Saved data entries
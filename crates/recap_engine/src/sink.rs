use std::sync::mpsc;

use crate::EngineEvent;

/// Where background tasks report what happened.
pub trait EventSink: Send + Sync {
    fn emit(&self, event: EngineEvent);
}

pub struct ChannelEventSink {
    tx: mpsc::Sender<EngineEvent>,
}

impl ChannelEventSink {
    pub fn new(tx: mpsc::Sender<EngineEvent>) -> Self {
        Self { tx }
    }
}

impl EventSink for ChannelEventSink {
    fn emit(&self, event: EngineEvent) {
        // The receiver is gone once the app shuts down.
        let _ = self.tx.send(event);
    }
}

EXERCISE PROMPT:
The word "emit" appears in some lines of the records. Please work out how many and reply with that number only.

EXERCISE OUTPUT:
2